Developers were not happy at the Metro UI-only approach. "Is the person responsible for these decisions trying to sabotage Microsoft?" asked one respondent named Chris.
Another saw the move as "evidence that [Microsoft] is scared that Metro might not succeed [on its own] without twisting people's arms. Talk about lack of self-confidence...," said NC72 in a comment.
Apparently the criticism hit home. The addition of a version of Visual Studio Express for desktop applications was disclosed in a new blog, posted by S. Somasegar, corporate vice president of Microsoft's Developer Division.
"As we've worked to deliver the best experience with Visual Studio for our platforms with Windows 8, Windows Phone, and for Web and Windows Azure, we heard from our community that developers want to have for Windows desktop development the same great experience and access to the latest Visual Studio 2012 features at the Express level," Somasegar said.
"I'm happy to announce that we will add Visual Studio Express 2012 for Windows Desktop to the Visual Studio 2012 family.
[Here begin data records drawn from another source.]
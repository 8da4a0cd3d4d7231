mod admission;
mod cancellation;
mod catalog;
mod error;
mod fairness;
mod overlap;
mod payments;
mod queries;

pub use admission::{Admission, ReservationRequest};
pub use payments::PaymentSubmission;
pub use error::{BookingError, ErrorKind};
pub use fairness::consecutive_stay_days;
pub use overlap::first_conflict;

use std::io;
use std::path::PathBuf;
use std::sync::Arc;

use dashmap::DashMap;
use tokio::sync::{mpsc, oneshot, Mutex, OwnedRwLockWriteGuard, RwLock};
use ulid::Ulid;

use crate::clock::Clock;
use crate::limits::Policy;
use crate::model::*;
use crate::notify::Notifier;
use crate::wal::Wal;

/// Everything stored about one unit. One lock guards the whole document set,
/// so a transaction touching the unit, its reservations and its payments is
/// atomic with respect to every other reader and writer of that unit.
#[derive(Debug, Clone)]
pub struct UnitState {
    pub unit: RentalUnit,
    /// Sorted by `range.start`.
    pub reservations: Vec<Reservation>,
    pub payments: Vec<Payment>,
    /// Arrival order.
    pub queue: Vec<QueueEntry>,
    pub audit: Vec<AuditEntry>,
}

impl UnitState {
    pub fn new(unit: RentalUnit) -> Self {
        Self {
            unit,
            reservations: Vec::new(),
            payments: Vec::new(),
            queue: Vec::new(),
            audit: Vec::new(),
        }
    }

    /// Insert keeping sort order by start day.
    pub fn insert_reservation(&mut self, reservation: Reservation) {
        let pos = self
            .reservations
            .partition_point(|r| r.range.start <= reservation.range.start);
        self.reservations.insert(pos, reservation);
    }

    pub fn reservation(&self, id: &Ulid) -> Option<&Reservation> {
        self.reservations.iter().find(|r| r.id == *id)
    }

    pub fn payment(&self, id: &Ulid) -> Option<&Payment> {
        self.payments.iter().find(|p| p.id == *id)
    }

    pub fn payment_for_reservation(&self, reservation_id: &Ulid) -> Option<&Payment> {
        self.payments.iter().find(|p| p.reservation_id == *reservation_id)
    }

    /// 1-based queue position of a user, if queued.
    pub fn queue_position(&self, user_id: &Ulid) -> Option<usize> {
        self.queue.iter().position(|q| q.user_id == *user_id).map(|i| i + 1)
    }

    /// Reservations (any status) whose range intersects `query`.
    /// Binary search skips everything starting after `query.end`.
    pub fn overlapping(&self, query: &DateRange) -> impl Iterator<Item = &Reservation> {
        let right_bound = self
            .reservations
            .partition_point(|r| r.range.start <= query.end);
        self.reservations[..right_bound]
            .iter()
            .filter(move |r| r.range.end >= query.start)
    }
}

pub type SharedUnitState = Arc<RwLock<UnitState>>;

// ── Group-commit WAL channel ─────────────────────────────

pub(super) enum WalCommand {
    Append {
        commit: Commit,
        response: oneshot::Sender<io::Result<()>>,
    },
    Compact {
        snapshot: Vec<Commit>,
        response: oneshot::Sender<io::Result<()>>,
    },
    AppendsSinceCompact {
        response: oneshot::Sender<u64>,
    },
}

/// Background task owning the WAL. Appends that queue up while a flush is in
/// progress are written together and share one fsync.
async fn wal_writer_loop(mut wal: Wal, mut rx: mpsc::Receiver<WalCommand>) {
    while let Some(cmd) = rx.recv().await {
        let WalCommand::Append { commit, response } = cmd else {
            handle_non_append(&mut wal, cmd);
            continue;
        };
        let mut batch = vec![(commit, response)];
        let mut deferred = None;
        loop {
            match rx.try_recv() {
                Ok(WalCommand::Append { commit, response }) => batch.push((commit, response)),
                Ok(other) => {
                    deferred = Some(other);
                    break;
                }
                Err(_) => break,
            }
        }

        metrics::histogram!(crate::observability::WAL_FLUSH_BATCH_SIZE).record(batch.len() as f64);
        let flush_start = std::time::Instant::now();
        let result = flush_batch(&mut wal, &batch);
        metrics::histogram!(crate::observability::WAL_FLUSH_DURATION_SECONDS)
            .record(flush_start.elapsed().as_secs_f64());
        for (_, tx) in batch {
            let r = match &result {
                Ok(()) => Ok(()),
                Err(e) => Err(io::Error::new(e.kind(), e.to_string())),
            };
            let _ = tx.send(r);
        }

        if let Some(cmd) = deferred {
            handle_non_append(&mut wal, cmd);
        }
    }
}

fn flush_batch(wal: &mut Wal, batch: &[(Commit, oneshot::Sender<io::Result<()>>)]) -> io::Result<()> {
    let append_result = batch
        .iter()
        .try_for_each(|(commit, _)| wal.append_buffered(commit));
    // Flush even after an append error so half-buffered bytes from this
    // batch never leak into the next one.
    let flush_result = wal.flush_sync();
    append_result.and(flush_result)
}

fn handle_non_append(wal: &mut Wal, cmd: WalCommand) {
    match cmd {
        WalCommand::Compact { snapshot, response } => {
            let result = Wal::write_compact_file(wal.path(), &snapshot)
                .and_then(|()| wal.swap_compact_file());
            let _ = response.send(result);
        }
        WalCommand::AppendsSinceCompact { response } => {
            let _ = response.send(wal.appends_since_compact());
        }
        WalCommand::Append { response, .. } => {
            let _ = response.send(Err(io::Error::other("append routed to control path")));
        }
    }
}

/// Apply one event to its unit. Caller holds the unit's write lock.
fn apply_to_unit(us: &mut UnitState, event: &Event, entity_map: &DashMap<Ulid, Ulid>) {
    match event {
        Event::UnitRegistered { unit } => {
            us.unit = unit.clone();
        }
        Event::UnitStatusChanged {
            status,
            reserved_to,
            reservation_expires_at,
            ..
        } => {
            us.unit.status = *status;
            us.unit.reserved_to = *reserved_to;
            us.unit.reservation_expires_at = *reservation_expires_at;
        }
        Event::ReservationCreated { reservation } => {
            entity_map.insert(reservation.id, reservation.unit_id);
            us.insert_reservation(reservation.clone());
        }
        Event::ReservationStatusChanged { id, status, .. } => {
            if let Some(r) = us.reservations.iter_mut().find(|r| r.id == *id) {
                r.status = *status;
            }
        }
        Event::QueueJoined { entry } => {
            if us.queue_position(&entry.user_id).is_none() {
                us.queue.push(entry.clone());
            }
        }
        Event::QueueLeft { user_id, .. } => {
            us.queue.retain(|q| q.user_id != *user_id);
        }
        Event::PaymentSubmitted { unit_id, payment } => {
            entity_map.insert(payment.id, *unit_id);
            match us.payments.iter_mut().find(|p| p.id == payment.id) {
                Some(existing) => *existing = payment.clone(),
                None => us.payments.push(payment.clone()),
            }
        }
        Event::PaymentVerified {
            id,
            status,
            verified_by,
            verified_at,
            rejection_reason,
            ..
        } => {
            if let Some(p) = us.payments.iter_mut().find(|p| p.id == *id) {
                p.status = *status;
                p.verified_by = Some(*verified_by);
                p.verified_at = Some(*verified_at);
                p.rejection_reason = rejection_reason.clone();
            }
        }
        Event::AuditRecorded { entry, .. } => {
            us.audit.push(entry.clone());
        }
    }
}

pub struct Engine {
    pub(super) units: DashMap<Ulid, SharedUnitState>,
    pub(super) wal_tx: mpsc::Sender<WalCommand>,
    /// Reverse lookup: reservation/payment id → unit id.
    pub(super) entity_to_unit: DashMap<Ulid, Ulid>,
    /// Serializes unit registration against compaction snapshots.
    pub(super) catalog_lock: Mutex<()>,
    pub(super) notifier: Notifier,
    pub(super) clock: Arc<dyn Clock>,
    pub(super) policy: Policy,
}

impl Engine {
    /// Replay the WAL at `wal_path` and start its writer task.
    /// Must be called inside a Tokio runtime.
    pub fn new(
        wal_path: PathBuf,
        notifier: Notifier,
        clock: Arc<dyn Clock>,
        policy: Policy,
    ) -> io::Result<Self> {
        let commits = Wal::replay(&wal_path)?;
        let wal = Wal::open(&wal_path)?;
        let (wal_tx, wal_rx) = mpsc::channel(4096);
        tokio::spawn(wal_writer_loop(wal, wal_rx));

        let engine = Self {
            units: DashMap::new(),
            wal_tx,
            entity_to_unit: DashMap::new(),
            catalog_lock: Mutex::new(()),
            notifier,
            clock,
            policy,
        };

        // Sole owner of every Arc here, so try_write never contends. Never
        // block_on/blocking_write: this may run inside an async context.
        for event in commits.iter().flat_map(|c| c.events.iter()) {
            if let Event::UnitRegistered { unit } = event
                && !engine.units.contains_key(&unit.id)
            {
                let state = UnitState::new(unit.clone());
                engine.units.insert(unit.id, Arc::new(RwLock::new(state)));
                continue;
            }
            if let Some(shared) = engine.get_unit_state(&event.unit_id())
                && let Ok(mut guard) = shared.try_write()
            {
                apply_to_unit(&mut guard, event, &engine.entity_to_unit);
            }
        }

        tracing::info!(
            "replayed {} commits, {} units loaded",
            commits.len(),
            engine.units.len()
        );
        Ok(engine)
    }

    pub fn policy(&self) -> &Policy {
        &self.policy
    }

    pub fn clock(&self) -> &dyn Clock {
        self.clock.as_ref()
    }

    /// Durably append one transaction via the group-commit writer.
    async fn wal_append(&self, commit: Commit) -> Result<(), BookingError> {
        let (tx, rx) = oneshot::channel();
        self.wal_tx
            .send(WalCommand::Append { commit, response: tx })
            .await
            .map_err(|_| BookingError::Transient("WAL writer shut down".into()))?;
        rx.await
            .map_err(|_| BookingError::Transient("WAL writer dropped response".into()))?
            .map_err(|e| BookingError::Transient(e.to_string()))
    }

    /// Commit a transaction against a unit the caller holds write-locked:
    /// log first, then apply. If the log write fails nothing is applied.
    pub(super) async fn commit(&self, us: &mut UnitState, events: Vec<Event>) -> Result<(), BookingError> {
        debug_assert!(events.iter().all(|e| e.unit_id() == us.unit.id));
        let commit = Commit { events };
        self.wal_append(commit.clone()).await?;
        for event in &commit.events {
            apply_to_unit(us, event, &self.entity_to_unit);
        }
        Ok(())
    }

    pub fn get_unit_state(&self, id: &Ulid) -> Option<SharedUnitState> {
        self.units.get(id).map(|e| e.value().clone())
    }

    pub fn get_unit_for_entity(&self, entity_id: &Ulid) -> Option<Ulid> {
        self.entity_to_unit.get(entity_id).map(|e| *e.value())
    }

    /// Lookup entity → unit, acquire the unit's write lock.
    pub(super) async fn resolve_entity_write(
        &self,
        entity_id: &Ulid,
        not_found: impl Fn() -> BookingError,
    ) -> Result<OwnedRwLockWriteGuard<UnitState>, BookingError> {
        let unit_id = self.get_unit_for_entity(entity_id).ok_or_else(&not_found)?;
        let shared = self.get_unit_state(&unit_id).ok_or_else(&not_found)?;
        Ok(shared.write_owned().await)
    }

    /// Rewrite the WAL as one snapshot commit per unit.
    pub async fn compact_wal(&self) -> Result<(), BookingError> {
        let _catalog = self.catalog_lock.lock().await;

        let mut unit_ids: Vec<Ulid> = self.units.iter().map(|e| *e.key()).collect();
        unit_ids.sort();

        // Read guards stay held until the swap completes so no commit can
        // land in the old file after its unit was snapshotted.
        let mut guards = Vec::with_capacity(unit_ids.len());
        for id in &unit_ids {
            if let Some(shared) = self.get_unit_state(id) {
                guards.push(shared.read_owned().await);
            }
        }
        let snapshot: Vec<Commit> = guards.iter().map(|g| snapshot_unit(g)).collect();

        let (tx, rx) = oneshot::channel();
        self.wal_tx
            .send(WalCommand::Compact { snapshot, response: tx })
            .await
            .map_err(|_| BookingError::Transient("WAL writer shut down".into()))?;
        let result = rx
            .await
            .map_err(|_| BookingError::Transient("WAL writer dropped response".into()))?
            .map_err(|e| BookingError::Transient(e.to_string()));
        drop(guards);
        result
    }

    pub async fn wal_appends_since_compact(&self) -> u64 {
        let (tx, rx) = oneshot::channel();
        if self
            .wal_tx
            .send(WalCommand::AppendsSinceCompact { response: tx })
            .await
            .is_err()
        {
            return 0;
        }
        rx.await.unwrap_or(0)
    }
}

/// Minimal events recreating one unit's current documents.
fn snapshot_unit(us: &UnitState) -> Commit {
    let unit_id = us.unit.id;
    let mut events = vec![Event::UnitRegistered { unit: us.unit.clone() }];
    events.extend(
        us.reservations
            .iter()
            .map(|r| Event::ReservationCreated { reservation: r.clone() }),
    );
    events.extend(us.payments.iter().map(|p| Event::PaymentSubmitted {
        unit_id,
        payment: p.clone(),
    }));
    events.extend(us.queue.iter().map(|q| Event::QueueJoined { entry: q.clone() }));
    events.extend(us.audit.iter().map(|a| Event::AuditRecorded {
        unit_id,
        entry: a.clone(),
    }));
    Commit { events }
}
This will bring to the Visual Studio Express family significant new capabilities that we've made available in Visual Studio 2012 for building great desktop applications," he said.
NEXT: Responses To Blog
Responses to the blog were generally positive. "This is huge - I want to thank Microsoft for this, what a reversal, such a great decision," said one commenter named Mike. "A boneheaded decision was reversed! Whew. One step back from the brink," said jschroedl.
But others continued to criticize Microsoft. "Why does there need to be a separate product for Desktop? This is stupid. You need to simplify your products. This is why Apple is stomping you, but you don't get it. Removing the ability to build desktop applications from Express was stupid to begin with," said one commenter named Joe.